2. Methionine: Essential but hepatotoxic

The biological formation of Met occurs only in plants and some microorganisms via a seven-step synthesis requiring aspartate and cysteine [14]. Mammals must obtain their Met requirement from the diet in free or protein-bound form and thus, human Met-deficiency can be a clinical concern in areas where malnutrition is prevalent. Acute Met deficiency in animal models results in widespread physiological dysfunction. In a recent study, rats fed a diet devoid of Met lost weight, developed anemia, and suffered from liver dysfunction [15]. Other reported effects of Met deficiency include bladder and kidney lesions [16]. Recent experiments in calorically-restricted drosophila, which have an increased lifespan but decreased fecundity, also indicate a pivotal role for Met in reproduction. Increasing only the Met content of the calorically-restricted diet completely restored normal fecundity in flies while maintaining their extended lifespan [17].

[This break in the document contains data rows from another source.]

//! Push-Subscription HTTP Routes
//!
//! Endpoints receiving push deliveries. Events for other tables are
//! acknowledged with `204 No Content` so the subscription does not redeliver
//! them.

use std::sync::Arc;

use axum::{
    body::Bytes,
    extract::State,
    http::StatusCode,
    response::{IntoResponse, Response},
    routing::post,
    Json, Router,
};
use serde_json::{json, Value};
use tracing::debug;

use super::state::AppState;
use crate::messaging::{avro_handler, forward, MessagingError, MessagingResult, PushEnvelope, Routed};
use crate::storage::write_to_table;
use crate::validation::validate;

/// Create push-subscription routes
pub fn pubsub_routes(state: Arc<AppState>) -> Router {
    Router::new()
        .route("/sink", post(sink_handler))
        .route("/forward", post(forward_handler))
        .with_state(state)
}

async fn sink_handler(State(state): State<Arc<AppState>>, body: Bytes) -> Response {
    respond(sink_envelope(&state, &body))
}

async fn forward_handler(State(state): State<Arc<AppState>>, body: Bytes) -> Response {
    let routed = PushEnvelope::from_slice(&body).and_then(|envelope| {
        forward(
            &envelope.message,
            &state.config.sink_table,
            &state.product_schema,
            state.publisher.as_ref(),
            &state.config.forward_topic,
        )
    });
    respond(routed.map(|r| match r {
        Routed::Handled(id) => Routed::Handled(json!({ "message_id": id })),
        Routed::Skipped(reason) => Routed::Skipped(reason),
    }))
}

/// Validates the event's product record and writes it to the sink table.
pub fn sink_envelope(state: &AppState, body: &[u8]) -> MessagingResult<Routed<Value>> {
    let envelope = PushEnvelope::from_slice(body)?;
    let table = &state.config.sink_table;
    avro_handler(&envelope.message, table, |record, _| {
        if let Some(errors) = validate(&state.product_schema, &record) {
            return Err(MessagingError::Invalid(errors));
        }
        let committed_at =
            write_to_table(state.database.as_ref(), table, &state.product_schema, &record)?;
        Ok(json!({
            "id": record.get("id").cloned().unwrap_or(Value::Null),
            "table": table,
            "commit_timestamp": crate::timestamp::to_storage_timestamp(&committed_at),
        }))
    })
}

fn respond(result: MessagingResult<Routed<Value>>) -> Response {
    match result {
        Ok(Routed::Handled(body)) => (StatusCode::OK, Json(body)).into_response(),
        Ok(Routed::Skipped(reason)) => {
            debug!(%reason, "event skipped");
            StatusCode::NO_CONTENT.into_response()
        }
        Err(err) => {
            let status = match &err {
                MessagingError::Storage(_)
                | MessagingError::Publish { .. }
                | MessagingError::Poisoned => {
                    StatusCode::INTERNAL_SERVER_ERROR
                }
                _ => StatusCode::BAD_REQUEST,
            };
            debug!(error = %err, %status, "event rejected");
            (status, Json(json!({ "errors": err.messages() }))).into_response()
        }
    }
}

2.1 Hypermethionemia in animal models

Despite its biological indispensability, decades of research have also demonstrated the negative effects of excessive dietary or endogenous Met. In fact, Met is one of the most acutely toxic amino acids of those normally involved in protein synthesis [18]. Early studies demonstrated that high levels of Met given orally or by i.p. injection to guinea pigs induced cholestatic liver damage with hepatic ATP depletion, inhibition of RNA synthesis, nuclear fragmentation as well as hypoglycemia, hypothermia, and eventual death [79]. High levels of dietary Met given to rats led to growth suppression and splenic abnormalities [19]. In another study, long-term consumption (6 months) of a Met-supplemented diet in rats, as well as rabbits, led to increased lipid peroxide levels in the liver [20,21]. In male mice, Met adenosyltransferase (MAT) 1A knockout strains have very high Met levels, low SAM levels, 40% lower GSH levels, and are much more prone to oxidative stress and tumor formation in the liver compared to wild type male mice [5,22].

Conversely, decreased Met consumption appears to have health benefits in rodents. Rats given a diet containing 0.17% Met lived 30% longer than rats fed a diet composed of 0.86% Met [23]. The effect was found to be independent of overall dietary energy intake. Average life-span increases were also noted in mice given a Met-restricted diet beginning at 6 weeks of age [24] and 12 months of age [25]. Met-restricted mice were also much more resistant to oxidative liver damage induced by a single acetaminophen challenge dose [24]. Other biochemical effects of Met restriction, including lower blood glucose levels, were also noted, however, the mechanisms by which Met restriction increases lifespan in rodents were not clear. The effects of Met-restricted diets in primates have not yet been examined, but the above described experiments in rodents suggest that the upper limit for optimal dietary Met intake in primates may be lower than previously thought.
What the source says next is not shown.